Avez vous un livre à recommander sur le vin ?

Il est sorti il n’y a pas très longtemps, c’est un excellent bouquin de Philippe Bourguignon : sommelier à mots choisis. C’est un excellent livre, il est très bien écrit, rempli de belles anecdotes. J’ai beaucoup de plaisir à le lire et il fait partie des jolis livres de sommelier.

Quel est votre dernier coup de coeur en vin ?

Je connais le domaine de réputation mais je n’avais que trop peu gouté. C’était hier soir : un de mes anciens apprenti est à Londres. Il est venu faire les fêtes de fin d’année en France. Il est passé par ici. On s’est donc rendu dans un restaurant connu non loin des Champs Elysées. On a bu une bouteille de Jérôme Bressy : domaine Gourt de Mautens blanc. J’avais gouté le rouge il y a quelques mois que j’avais trouvé fantastique. Celui ci fait partie des derniers coups de coeur.

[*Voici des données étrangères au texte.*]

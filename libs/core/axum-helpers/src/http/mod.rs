//! HTTP middleware: CORS and security headers.
//!
//! # Example
//!
//! ```ignore
//! use axum_helpers::http::{CorsConfig, create_cors_layer, security_headers};
//!
//! let app = Router::new()
//!     .layer(axum::middleware::from_fn(security_headers))
//!     .layer(create_cors_layer(&CorsConfig::from_env()?));
//! ```

pub mod cors;
pub mod security;

pub use cors::{CorsConfig, create_cors_layer};
pub use security::security_headers;
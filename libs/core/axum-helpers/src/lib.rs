//! # Axum Helpers
//!
//! Shared building blocks for the HTTP services in this workspace.
//!
//! ## Modules
//!
//! - **[`auth`]**: API-key, JWT and role middleware
//! - **[`envelope`]**: success, paginated and error response envelopes
//! - **[`errors`]**: `AppError`, error codes and envelope rendering
//! - **[`extractors`]**: `ApiJson` body extractor
//! - **[`http`]**: CORS and security headers
//! - **[`server`]**: router assembly, health endpoint, graceful shutdown
//!
//! ## Quick Start
//!
//! ```ignore
//! use axum::Router;
//! use axum_helpers::{http::CorsConfig, server::{create_app, create_router, health_router}};
//! use core_config::{app_info, server::ServerConfig, Environment};
//! use utoipa::OpenApi;
//!
//! #[derive(OpenApi)]
//! #[openapi(paths())]
//! struct ApiDoc;
//!
//! #[tokio::main]
//! async fn main() -> std::io::Result<()> {
//!     let api_routes = Router::new(); // Add your routes
//!     let router = create_router::<ApiDoc>(
//!         health_router(app_info!()),
//!         api_routes,
//!         Environment::from_env(),
//!         &CorsConfig::default(),
//!     );
//!
//!     create_app(router, &ServerConfig::default()).await
//! }
//! ```

pub mod auth;
pub mod envelope;
pub mod errors;
pub mod extractors;
pub mod http;
pub mod server;

// Re-export auth types
pub use auth::{
    ApiKeyConfig, JwtAuth, JwtClaims, JwtConfig, RequiredRoles, RouteAuth, TokenError,
    api_key_middleware, jwt_auth_middleware, require_roles,
};

// Re-export envelopes
pub use envelope::{
    ApiResponse, ErrorBody, ErrorResponse, PaginatedResponse, PaginationMeta, request_path,
};

// Re-export server types
pub use server::{
    HealthResponse, ReadyResponse, create_app, create_router, health_router, readiness,
    shutdown_signal,
};

// Re-export HTTP middleware
pub use http::{CorsConfig, create_cors_layer, security_headers};

// Re-export error types
pub use errors::{AppError, ErrorCode, ErrorReport, UnauthorizedKind, render_error_envelope};

// Re-export extractors
pub use extractors::ApiJson;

Si vous aviez une personne à me recommander dans ce podcast ?

Un ancien sommelier : Jean-Luc Lavatine. C’est un ancien sommelier qui s’est reconverti comme commercial dans une grande société de distribution de vins bordelais. Depuis maintenant un an, cette société a racheté une société de distribution de vins de Loire. Il fait partie des personnes qui ont une véritable sensibilité, qui a un passé de sommelier et qui sait de quoi il parle.